Stored items:
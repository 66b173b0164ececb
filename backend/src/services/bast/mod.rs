//! Shift handover (BAST) records.
//!
//! Routes under `/api/bast`:
//! - `GET/POST /records`, `GET/PUT/DELETE /records/{id}`: CRUD; the listing is
//!   paginated by ten unless `all=1`.
//! - `GET /records/api/{counts}`: newest records with the supervisor name, capped
//!   at `counts` when positive.
//! - `GET /records/{id}/xlsx`, `GET /records/{id}/pdf`: the filled handover form.
//! - `GET /previous/{field}`: carry-forward values from the latest handover.
//! - `GET /cs/{cs_id}`: checklist counts used to prefill the handover.
//! - `GET /export/csv`: every record as CSV.

mod cs_summary;
mod export_csv;
mod previous;
mod records;
mod report;

use actix_web::web::{delete, get, post, put, scope};
use actix_web::Scope;

const API_PATH: &str = "/api/bast";

pub fn configure_routes() -> Scope {
    scope(API_PATH)
        .route("/records", get().to(records::list))
        .route("/records", post().to(records::create))
        .route("/records/api/{counts}", get().to(records::list_latest))
        .route("/records/{id}", get().to(records::get))
        .route("/records/{id}", put().to(records::update))
        .route("/records/{id}", delete().to(records::delete))
        .route("/records/{id}/xlsx", get().to(report::xlsx))
        .route("/records/{id}/pdf", get().to(report::pdf))
        .route("/previous/{field}", get().to(previous::process))
        .route("/cs/{cs_id}", get().to(cs_summary::process))
        .route("/export/csv", get().to(export_csv::process))
}

#[cfg(test)]
mod tests {
    use super::*;
    use crate::db::testing::{test_db, TestDb};
    use actix_web::http::StatusCode;
    use actix_web::{test, web, App};
    use chrono::NaiveDate;
    use common::model::bast::{BastRecordInput, Member};
    use serde_json::{json, Value};

    fn input(bast_id: &str, date: &str) -> BastRecordInput {
        BastRecordInput {
            bast_id: bast_id.to_string(),
            date: NaiveDate::parse_from_str(date, "%Y-%m-%d").unwrap(),
            waktu_pelaksanaan: "13:00 - 19:00 WIB".to_string(),
            shift: "Siang".to_string(),
            kelompok: 3,
            kel_berikut: 4,
            events: String::new(),
            spv: None,
            nip: "1987".to_string(),
            event_indonesia: 4,
            event_luar: 2,
            event_dirasakan: 1,
            event_dikirim: 5,
            member: vec![Member {
                nama: "Ani".to_string(),
                keterangan: "Hadir".to_string(),
            }],
            count_gaps: 1,
            count_spikes: 0,
            count_blanks: 2,
            waktu_cs: "12:00 WIB".to_string(),
            pulsa_poco: 150000.0,
            poco_exp: NaiveDate::from_ymd_opt(2025, 1, 31).unwrap(),
            samsung_exp: NaiveDate::from_ymd_opt(2025, 2, 28).unwrap(),
            notes: String::new(),
        }
    }

    macro_rules! app {
        ($test_db:expr) => {
            test::init_service(
                App::new()
                    .app_data(web::Data::new($test_db.db.clone()))
                    .app_data(web::Data::new($test_db.config()))
                    .service(configure_routes()),
            )
            .await
        };
    }

    fn seed(test_db: &TestDb, records: &[BastRecordInput]) -> Vec<i64> {
        let conn = test_db.db.connect().unwrap();
        records
            .iter()
            .map(|r| crate::db::bast::insert(&conn, r).unwrap())
            .collect()
    }

    #[actix_web::test]
    async fn empty_csv_export_is_bom_and_header() {
        let test_db = test_db();
        let app = app!(test_db);
        let resp = test::call_service(&app, test::TestRequest::get().uri("/api/bast/export/csv").to_request()).await;
        assert_eq!(resp.status(), StatusCode::OK);
        assert_eq!(
            resp.headers().get("content-disposition").unwrap(),
            "attachment; filename=\"bast_records_export.csv\""
        );
        let body = test::read_body(resp).await;
        assert!(body.starts_with(b"\xEF\xBB\xBF\"BAST ID\",\"Date\""));
        assert!(body.ends_with(b"\"Notes\"\r\n"));
        assert_eq!(body.iter().filter(|b| **b == b'\n').count(), 1);
    }

    #[actix_web::test]
    async fn csv_export_is_ordered_by_identifier() {
        let test_db = test_db();
        seed(
            &test_db,
            &[input("BAST-2024-12-12-1P", "2024-12-12"), input("BAST-2024-12-11-2S", "2024-12-11")],
        );
        let app = app!(test_db);
        let resp = test::call_service(&app, test::TestRequest::get().uri("/api/bast/export/csv").to_request()).await;
        let body = String::from_utf8(test::read_body(resp).await[3..].to_vec()).unwrap();
        let lines: Vec<&str> = body.lines().collect();
        assert_eq!(lines.len(), 3);
        assert!(lines[1].starts_with("\"BAST-2024-12-11-2S\",\"2024-12-11\""));
        assert!(lines[2].contains("\"150000.0\",\"2025-01-31\",\"2025-02-28\""));
    }

    #[actix_web::test]
    async fn missing_record_is_404() {
        let test_db = test_db();
        let app = app!(test_db);
        for req in [
            test::TestRequest::get().uri("/api/bast/records/42"),
            test::TestRequest::delete().uri("/api/bast/records/42"),
            test::TestRequest::get().uri("/api/bast/records/42/xlsx"),
            test::TestRequest::get().uri("/api/bast/cs/CS-2024-12-11-1P"),
        ] {
            let resp = test::call_service(&app, req.to_request()).await;
            assert_eq!(resp.status(), StatusCode::NOT_FOUND);
        }
    }

    #[actix_web::test]
    async fn previous_values_come_from_the_latest_record() {
        let test_db = test_db();
        let app = app!(test_db);

        let resp = test::call_service(&app, test::TestRequest::get().uri("/api/bast/previous/poco_exp").to_request()).await;
        assert_eq!(resp.status(), StatusCode::NOT_FOUND);
        let body: Value = test::read_body_json(resp).await;
        assert_eq!(body, json!({ "poco_exp": null }));

        let resp = test::call_service(&app, test::TestRequest::get().uri("/api/bast/previous/members").to_request()).await;
        let body: Value = test::read_body_json(resp).await;
        assert_eq!(body, json!([]));

        let mut older = input("BAST-2024-12-10-1P", "2024-12-10");
        older.pulsa_poco = 5000.0;
        let ids = seed(&test_db, &[input("BAST-2024-12-11-1P", "2024-12-11"), older]);
        let conn = test_db.db.connect().unwrap();
        crate::db::bast::set_raw_member(&conn, ids[0], "Ani\n  Budi \n\n").unwrap();

        let resp = test::call_service(&app, test::TestRequest::get().uri("/api/bast/previous/pulsa_poco").to_request()).await;
        let body: Value = test::read_body_json(resp).await;
        assert_eq!(body, json!({ "pulsa_poco": 150000.0 }));

        let resp = test::call_service(&app, test::TestRequest::get().uri("/api/bast/previous/members").to_request()).await;
        let body: Value = test::read_body_json(resp).await;
        assert_eq!(
            body,
            json!([{ "nama": "Ani", "keterangan": "" }, { "nama": "Budi", "keterangan": "" }])
        );
    }

    #[actix_web::test]
    async fn create_then_list_latest() {
        let test_db = test_db();
        let app = app!(test_db);
        let req = test::TestRequest::post()
            .uri("/api/bast/records")
            .set_json(input("BAST-2024-12-11-1P", "2024-12-11"))
            .to_request();
        let resp = test::call_service(&app, req).await;
        assert_eq!(resp.status(), StatusCode::CREATED);

        let dup = test::TestRequest::post()
            .uri("/api/bast/records")
            .set_json(input("BAST-2024-12-11-1P", "2024-12-11"))
            .to_request();
        assert_eq!(test::call_service(&app, dup).await.status(), StatusCode::BAD_REQUEST);

        let resp = test::call_service(&app, test::TestRequest::get().uri("/api/bast/records/api/5").to_request()).await;
        let body: Value = test::read_body_json(resp).await;
        assert_eq!(body.as_array().unwrap().len(), 1);
        assert_eq!(body[0]["spv_name"], "");
        assert_eq!(body[0]["NIP"], "1987");
    }
}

Try it:
Within the records above, how many lines include the word "conn"? State the number by itself.

Task answer:
4